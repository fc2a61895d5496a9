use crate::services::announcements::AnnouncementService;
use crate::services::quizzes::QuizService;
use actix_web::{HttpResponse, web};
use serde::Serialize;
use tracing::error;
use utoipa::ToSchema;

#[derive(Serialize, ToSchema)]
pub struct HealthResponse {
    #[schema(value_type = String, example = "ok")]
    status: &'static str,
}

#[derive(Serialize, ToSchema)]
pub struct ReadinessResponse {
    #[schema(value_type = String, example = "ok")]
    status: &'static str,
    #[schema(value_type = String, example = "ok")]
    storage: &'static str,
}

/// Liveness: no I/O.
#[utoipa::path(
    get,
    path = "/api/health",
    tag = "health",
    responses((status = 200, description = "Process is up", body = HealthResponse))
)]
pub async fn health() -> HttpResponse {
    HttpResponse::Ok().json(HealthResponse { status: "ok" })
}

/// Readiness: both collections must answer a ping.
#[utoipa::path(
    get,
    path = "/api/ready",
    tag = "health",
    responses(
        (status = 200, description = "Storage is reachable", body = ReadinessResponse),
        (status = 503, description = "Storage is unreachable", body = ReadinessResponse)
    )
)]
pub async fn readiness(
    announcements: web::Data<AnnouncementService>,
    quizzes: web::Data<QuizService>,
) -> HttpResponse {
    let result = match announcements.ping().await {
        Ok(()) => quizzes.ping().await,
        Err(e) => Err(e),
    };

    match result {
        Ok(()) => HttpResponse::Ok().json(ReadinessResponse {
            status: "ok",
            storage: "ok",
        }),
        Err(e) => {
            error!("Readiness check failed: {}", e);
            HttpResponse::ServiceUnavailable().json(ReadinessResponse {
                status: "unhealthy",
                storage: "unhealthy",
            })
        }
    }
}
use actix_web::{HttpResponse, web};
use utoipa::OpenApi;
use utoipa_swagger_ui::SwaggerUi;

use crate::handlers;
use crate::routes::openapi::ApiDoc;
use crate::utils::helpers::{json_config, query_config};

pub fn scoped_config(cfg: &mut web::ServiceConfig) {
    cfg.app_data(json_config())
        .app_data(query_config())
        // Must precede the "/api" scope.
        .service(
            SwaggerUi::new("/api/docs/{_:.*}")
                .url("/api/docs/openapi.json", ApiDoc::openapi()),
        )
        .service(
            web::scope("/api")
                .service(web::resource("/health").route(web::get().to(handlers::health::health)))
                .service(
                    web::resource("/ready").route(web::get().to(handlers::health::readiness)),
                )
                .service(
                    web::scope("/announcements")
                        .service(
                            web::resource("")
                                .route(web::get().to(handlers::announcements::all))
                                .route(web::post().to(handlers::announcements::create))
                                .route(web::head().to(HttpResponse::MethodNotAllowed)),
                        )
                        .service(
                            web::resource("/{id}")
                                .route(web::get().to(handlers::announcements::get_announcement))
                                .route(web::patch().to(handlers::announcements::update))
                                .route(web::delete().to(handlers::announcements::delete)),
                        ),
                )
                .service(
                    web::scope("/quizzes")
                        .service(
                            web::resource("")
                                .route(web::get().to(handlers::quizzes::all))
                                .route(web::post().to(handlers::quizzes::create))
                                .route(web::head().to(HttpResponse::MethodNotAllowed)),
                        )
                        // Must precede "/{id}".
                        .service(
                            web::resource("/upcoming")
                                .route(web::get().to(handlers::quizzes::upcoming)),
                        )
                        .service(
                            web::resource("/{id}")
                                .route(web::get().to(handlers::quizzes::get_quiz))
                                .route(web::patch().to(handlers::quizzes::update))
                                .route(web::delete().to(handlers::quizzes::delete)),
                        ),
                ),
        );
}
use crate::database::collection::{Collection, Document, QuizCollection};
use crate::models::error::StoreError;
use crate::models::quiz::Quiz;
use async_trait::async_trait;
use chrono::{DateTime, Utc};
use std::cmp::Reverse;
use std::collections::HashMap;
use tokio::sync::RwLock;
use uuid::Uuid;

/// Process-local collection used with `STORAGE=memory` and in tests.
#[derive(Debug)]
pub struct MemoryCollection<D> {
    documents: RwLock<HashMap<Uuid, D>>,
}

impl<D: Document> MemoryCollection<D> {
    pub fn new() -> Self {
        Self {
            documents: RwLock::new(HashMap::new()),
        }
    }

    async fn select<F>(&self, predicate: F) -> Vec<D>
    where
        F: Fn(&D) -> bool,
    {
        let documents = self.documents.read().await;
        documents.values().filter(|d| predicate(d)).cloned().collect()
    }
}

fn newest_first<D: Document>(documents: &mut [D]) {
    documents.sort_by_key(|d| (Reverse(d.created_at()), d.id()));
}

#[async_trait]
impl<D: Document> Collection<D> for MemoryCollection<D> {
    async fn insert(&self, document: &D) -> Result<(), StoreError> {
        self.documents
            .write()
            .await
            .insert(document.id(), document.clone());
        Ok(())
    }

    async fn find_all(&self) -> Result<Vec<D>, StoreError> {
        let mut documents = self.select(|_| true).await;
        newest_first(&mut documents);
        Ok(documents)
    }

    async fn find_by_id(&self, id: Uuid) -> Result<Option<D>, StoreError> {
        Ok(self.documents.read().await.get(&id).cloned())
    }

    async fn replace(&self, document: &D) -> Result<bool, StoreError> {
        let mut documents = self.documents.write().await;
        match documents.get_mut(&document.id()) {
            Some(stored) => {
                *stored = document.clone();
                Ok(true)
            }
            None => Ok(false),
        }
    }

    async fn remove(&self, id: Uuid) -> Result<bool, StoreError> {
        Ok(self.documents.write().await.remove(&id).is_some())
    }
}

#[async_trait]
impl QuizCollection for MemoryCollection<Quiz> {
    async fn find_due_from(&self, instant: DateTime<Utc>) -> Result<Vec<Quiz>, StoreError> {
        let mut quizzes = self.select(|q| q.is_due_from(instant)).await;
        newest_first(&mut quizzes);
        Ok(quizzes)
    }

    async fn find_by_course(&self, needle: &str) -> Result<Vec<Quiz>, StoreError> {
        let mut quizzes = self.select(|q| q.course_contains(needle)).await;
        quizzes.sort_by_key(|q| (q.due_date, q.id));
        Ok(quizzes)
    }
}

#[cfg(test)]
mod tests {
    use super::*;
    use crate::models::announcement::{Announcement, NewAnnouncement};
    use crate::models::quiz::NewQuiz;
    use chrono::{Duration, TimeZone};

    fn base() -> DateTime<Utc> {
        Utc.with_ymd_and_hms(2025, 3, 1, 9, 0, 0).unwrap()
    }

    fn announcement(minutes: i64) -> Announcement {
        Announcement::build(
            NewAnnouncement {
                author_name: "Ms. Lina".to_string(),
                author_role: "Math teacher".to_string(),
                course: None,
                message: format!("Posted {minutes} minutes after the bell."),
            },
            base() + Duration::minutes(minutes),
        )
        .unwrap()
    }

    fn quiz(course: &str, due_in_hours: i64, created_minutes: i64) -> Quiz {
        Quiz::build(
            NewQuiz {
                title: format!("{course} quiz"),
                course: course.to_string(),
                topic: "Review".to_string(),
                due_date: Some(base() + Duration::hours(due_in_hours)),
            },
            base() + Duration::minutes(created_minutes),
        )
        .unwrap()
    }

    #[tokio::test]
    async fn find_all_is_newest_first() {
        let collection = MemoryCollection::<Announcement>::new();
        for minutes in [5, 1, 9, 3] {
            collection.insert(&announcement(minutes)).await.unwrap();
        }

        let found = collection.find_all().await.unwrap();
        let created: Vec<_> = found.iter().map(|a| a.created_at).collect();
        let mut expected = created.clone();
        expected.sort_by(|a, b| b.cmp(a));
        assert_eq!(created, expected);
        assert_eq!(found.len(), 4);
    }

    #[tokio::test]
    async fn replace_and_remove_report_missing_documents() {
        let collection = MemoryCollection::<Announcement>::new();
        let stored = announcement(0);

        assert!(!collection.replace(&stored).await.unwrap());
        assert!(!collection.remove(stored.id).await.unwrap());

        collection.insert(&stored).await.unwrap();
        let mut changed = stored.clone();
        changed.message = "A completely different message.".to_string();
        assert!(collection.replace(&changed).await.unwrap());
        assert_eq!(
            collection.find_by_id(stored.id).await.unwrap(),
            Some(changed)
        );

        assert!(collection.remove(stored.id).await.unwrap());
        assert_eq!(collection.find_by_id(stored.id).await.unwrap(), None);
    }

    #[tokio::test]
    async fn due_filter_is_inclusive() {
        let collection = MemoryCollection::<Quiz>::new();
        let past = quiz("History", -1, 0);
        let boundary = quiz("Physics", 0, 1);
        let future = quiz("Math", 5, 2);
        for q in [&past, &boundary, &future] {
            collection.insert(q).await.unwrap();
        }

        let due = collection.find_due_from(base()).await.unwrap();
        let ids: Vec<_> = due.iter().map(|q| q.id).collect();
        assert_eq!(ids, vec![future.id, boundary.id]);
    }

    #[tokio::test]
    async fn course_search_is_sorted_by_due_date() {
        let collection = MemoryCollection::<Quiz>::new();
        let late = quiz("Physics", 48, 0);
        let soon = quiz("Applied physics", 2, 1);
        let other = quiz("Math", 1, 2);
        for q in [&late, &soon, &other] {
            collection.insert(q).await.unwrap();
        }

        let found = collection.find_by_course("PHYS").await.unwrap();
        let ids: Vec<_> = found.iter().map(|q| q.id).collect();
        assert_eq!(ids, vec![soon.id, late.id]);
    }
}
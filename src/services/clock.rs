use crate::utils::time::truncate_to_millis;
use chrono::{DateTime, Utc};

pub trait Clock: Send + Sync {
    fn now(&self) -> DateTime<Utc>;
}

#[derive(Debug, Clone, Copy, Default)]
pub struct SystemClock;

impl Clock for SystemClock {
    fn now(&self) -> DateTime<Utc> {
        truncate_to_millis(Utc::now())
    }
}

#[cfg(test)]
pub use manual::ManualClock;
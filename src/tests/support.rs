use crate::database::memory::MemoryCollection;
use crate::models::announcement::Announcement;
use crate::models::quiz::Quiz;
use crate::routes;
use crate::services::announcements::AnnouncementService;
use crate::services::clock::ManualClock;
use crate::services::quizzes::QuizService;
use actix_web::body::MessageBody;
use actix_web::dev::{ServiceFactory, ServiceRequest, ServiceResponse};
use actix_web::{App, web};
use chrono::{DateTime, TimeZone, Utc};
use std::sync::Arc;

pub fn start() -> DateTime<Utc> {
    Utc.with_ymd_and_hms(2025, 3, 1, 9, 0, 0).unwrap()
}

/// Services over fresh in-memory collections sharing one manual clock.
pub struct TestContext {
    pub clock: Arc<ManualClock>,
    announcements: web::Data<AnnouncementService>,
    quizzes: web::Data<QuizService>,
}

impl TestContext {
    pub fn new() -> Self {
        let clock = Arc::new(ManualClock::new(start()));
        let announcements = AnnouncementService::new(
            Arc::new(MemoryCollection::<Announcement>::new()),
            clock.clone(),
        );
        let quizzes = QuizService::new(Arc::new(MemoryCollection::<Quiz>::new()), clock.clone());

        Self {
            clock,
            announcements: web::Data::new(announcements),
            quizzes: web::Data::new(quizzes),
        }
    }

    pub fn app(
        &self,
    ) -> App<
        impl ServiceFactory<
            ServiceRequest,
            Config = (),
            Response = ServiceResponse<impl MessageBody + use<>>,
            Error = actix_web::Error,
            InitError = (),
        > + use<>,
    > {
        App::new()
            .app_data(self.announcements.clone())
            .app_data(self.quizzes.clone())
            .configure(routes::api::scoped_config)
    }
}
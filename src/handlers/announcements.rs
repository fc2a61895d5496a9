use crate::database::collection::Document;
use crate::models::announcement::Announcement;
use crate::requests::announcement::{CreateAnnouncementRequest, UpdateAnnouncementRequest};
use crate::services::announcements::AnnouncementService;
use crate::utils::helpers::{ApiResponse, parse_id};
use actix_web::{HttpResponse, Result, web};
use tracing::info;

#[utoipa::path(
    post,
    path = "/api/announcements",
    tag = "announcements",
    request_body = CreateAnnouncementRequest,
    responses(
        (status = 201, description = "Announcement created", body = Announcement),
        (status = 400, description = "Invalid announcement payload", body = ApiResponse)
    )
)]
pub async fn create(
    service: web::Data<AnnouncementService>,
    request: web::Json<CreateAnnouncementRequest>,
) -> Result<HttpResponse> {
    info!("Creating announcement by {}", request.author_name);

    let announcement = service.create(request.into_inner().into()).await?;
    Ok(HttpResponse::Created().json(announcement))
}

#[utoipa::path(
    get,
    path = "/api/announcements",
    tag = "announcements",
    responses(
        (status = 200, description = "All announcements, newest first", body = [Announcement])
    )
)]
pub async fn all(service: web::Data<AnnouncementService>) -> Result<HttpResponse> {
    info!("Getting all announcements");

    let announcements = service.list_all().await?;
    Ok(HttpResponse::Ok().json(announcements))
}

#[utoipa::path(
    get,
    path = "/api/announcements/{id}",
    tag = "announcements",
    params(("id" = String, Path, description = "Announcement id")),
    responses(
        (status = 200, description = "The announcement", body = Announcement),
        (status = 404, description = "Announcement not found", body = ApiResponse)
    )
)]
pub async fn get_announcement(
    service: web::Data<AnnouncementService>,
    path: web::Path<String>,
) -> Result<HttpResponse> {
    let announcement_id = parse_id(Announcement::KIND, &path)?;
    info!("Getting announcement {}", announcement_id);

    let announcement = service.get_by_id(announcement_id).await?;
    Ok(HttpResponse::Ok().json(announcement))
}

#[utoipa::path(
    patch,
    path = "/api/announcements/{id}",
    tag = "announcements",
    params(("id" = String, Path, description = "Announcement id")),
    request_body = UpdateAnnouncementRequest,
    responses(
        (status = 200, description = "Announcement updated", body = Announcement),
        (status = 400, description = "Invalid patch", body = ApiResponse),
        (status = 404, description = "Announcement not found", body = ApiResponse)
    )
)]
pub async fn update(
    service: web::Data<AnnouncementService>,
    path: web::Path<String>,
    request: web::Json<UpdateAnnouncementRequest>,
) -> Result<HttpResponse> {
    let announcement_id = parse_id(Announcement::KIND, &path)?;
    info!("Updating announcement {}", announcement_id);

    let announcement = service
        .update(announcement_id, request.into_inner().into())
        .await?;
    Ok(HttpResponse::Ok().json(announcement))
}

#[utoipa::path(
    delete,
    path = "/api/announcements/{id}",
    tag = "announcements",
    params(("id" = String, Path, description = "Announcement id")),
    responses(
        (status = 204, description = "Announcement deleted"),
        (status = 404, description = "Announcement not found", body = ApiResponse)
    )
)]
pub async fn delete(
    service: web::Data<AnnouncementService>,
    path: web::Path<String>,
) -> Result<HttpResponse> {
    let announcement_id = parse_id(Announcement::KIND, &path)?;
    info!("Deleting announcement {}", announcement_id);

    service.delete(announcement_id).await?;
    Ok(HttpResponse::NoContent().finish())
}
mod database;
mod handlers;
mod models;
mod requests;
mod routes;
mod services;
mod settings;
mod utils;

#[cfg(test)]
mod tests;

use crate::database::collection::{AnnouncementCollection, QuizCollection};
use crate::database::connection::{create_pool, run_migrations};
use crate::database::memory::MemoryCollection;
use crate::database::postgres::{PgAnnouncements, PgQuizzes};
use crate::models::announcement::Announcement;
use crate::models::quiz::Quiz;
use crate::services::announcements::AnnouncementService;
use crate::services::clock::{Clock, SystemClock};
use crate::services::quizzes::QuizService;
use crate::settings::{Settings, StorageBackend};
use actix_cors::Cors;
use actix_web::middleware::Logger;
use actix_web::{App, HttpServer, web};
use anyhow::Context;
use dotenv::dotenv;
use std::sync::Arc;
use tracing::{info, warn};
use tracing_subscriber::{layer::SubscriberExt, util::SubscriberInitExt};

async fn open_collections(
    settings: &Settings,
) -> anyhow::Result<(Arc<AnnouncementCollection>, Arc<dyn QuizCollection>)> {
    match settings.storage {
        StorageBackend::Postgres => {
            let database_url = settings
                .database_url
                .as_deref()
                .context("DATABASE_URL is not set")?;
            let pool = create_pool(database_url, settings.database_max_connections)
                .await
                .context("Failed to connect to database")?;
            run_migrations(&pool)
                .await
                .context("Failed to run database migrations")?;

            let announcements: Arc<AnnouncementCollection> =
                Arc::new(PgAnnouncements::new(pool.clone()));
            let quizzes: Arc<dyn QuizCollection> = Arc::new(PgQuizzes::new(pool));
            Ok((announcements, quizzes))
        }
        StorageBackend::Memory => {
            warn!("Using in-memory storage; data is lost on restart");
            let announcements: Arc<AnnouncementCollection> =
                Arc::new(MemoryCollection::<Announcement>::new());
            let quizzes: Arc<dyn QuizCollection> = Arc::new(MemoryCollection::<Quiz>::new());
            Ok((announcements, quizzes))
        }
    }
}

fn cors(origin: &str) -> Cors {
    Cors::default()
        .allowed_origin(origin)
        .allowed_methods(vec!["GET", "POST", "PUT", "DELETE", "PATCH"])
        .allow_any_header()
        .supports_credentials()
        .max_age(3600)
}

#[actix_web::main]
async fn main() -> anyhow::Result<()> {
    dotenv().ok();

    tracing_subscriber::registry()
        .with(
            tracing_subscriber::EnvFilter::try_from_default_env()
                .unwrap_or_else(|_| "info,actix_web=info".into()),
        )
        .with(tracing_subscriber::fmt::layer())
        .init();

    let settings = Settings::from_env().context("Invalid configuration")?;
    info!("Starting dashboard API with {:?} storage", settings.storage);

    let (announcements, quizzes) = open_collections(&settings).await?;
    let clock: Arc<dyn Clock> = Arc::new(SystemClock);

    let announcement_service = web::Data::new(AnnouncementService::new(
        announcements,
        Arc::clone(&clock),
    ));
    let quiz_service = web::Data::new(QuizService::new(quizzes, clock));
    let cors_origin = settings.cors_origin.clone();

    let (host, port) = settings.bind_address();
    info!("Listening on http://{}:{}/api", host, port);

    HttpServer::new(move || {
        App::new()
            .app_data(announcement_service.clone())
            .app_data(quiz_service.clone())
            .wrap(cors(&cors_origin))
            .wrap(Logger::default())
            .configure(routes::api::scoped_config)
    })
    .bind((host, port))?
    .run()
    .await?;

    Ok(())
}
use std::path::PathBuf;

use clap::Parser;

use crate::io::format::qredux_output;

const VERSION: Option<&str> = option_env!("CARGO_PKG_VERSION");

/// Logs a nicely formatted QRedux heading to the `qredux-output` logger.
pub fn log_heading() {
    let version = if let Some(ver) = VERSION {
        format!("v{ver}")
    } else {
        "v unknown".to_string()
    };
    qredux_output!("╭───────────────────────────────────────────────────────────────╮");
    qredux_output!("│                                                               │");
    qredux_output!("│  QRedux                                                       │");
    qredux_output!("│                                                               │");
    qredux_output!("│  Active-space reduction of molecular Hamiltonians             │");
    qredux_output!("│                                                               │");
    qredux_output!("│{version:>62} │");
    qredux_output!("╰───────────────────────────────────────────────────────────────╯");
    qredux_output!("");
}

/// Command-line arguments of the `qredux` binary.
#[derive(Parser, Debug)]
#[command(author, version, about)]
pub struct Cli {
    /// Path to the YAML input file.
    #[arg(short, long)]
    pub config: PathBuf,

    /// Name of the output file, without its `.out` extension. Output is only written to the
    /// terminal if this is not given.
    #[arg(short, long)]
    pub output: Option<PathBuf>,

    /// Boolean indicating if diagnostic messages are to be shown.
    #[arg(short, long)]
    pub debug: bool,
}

• WORK TO COMPLETE: Scan the records above for the word "NewAnnouncement". Show each line in which it appears.

• EXERCISE RESULT:
    use crate::models::announcement::{Announcement, NewAnnouncement};
            NewAnnouncement {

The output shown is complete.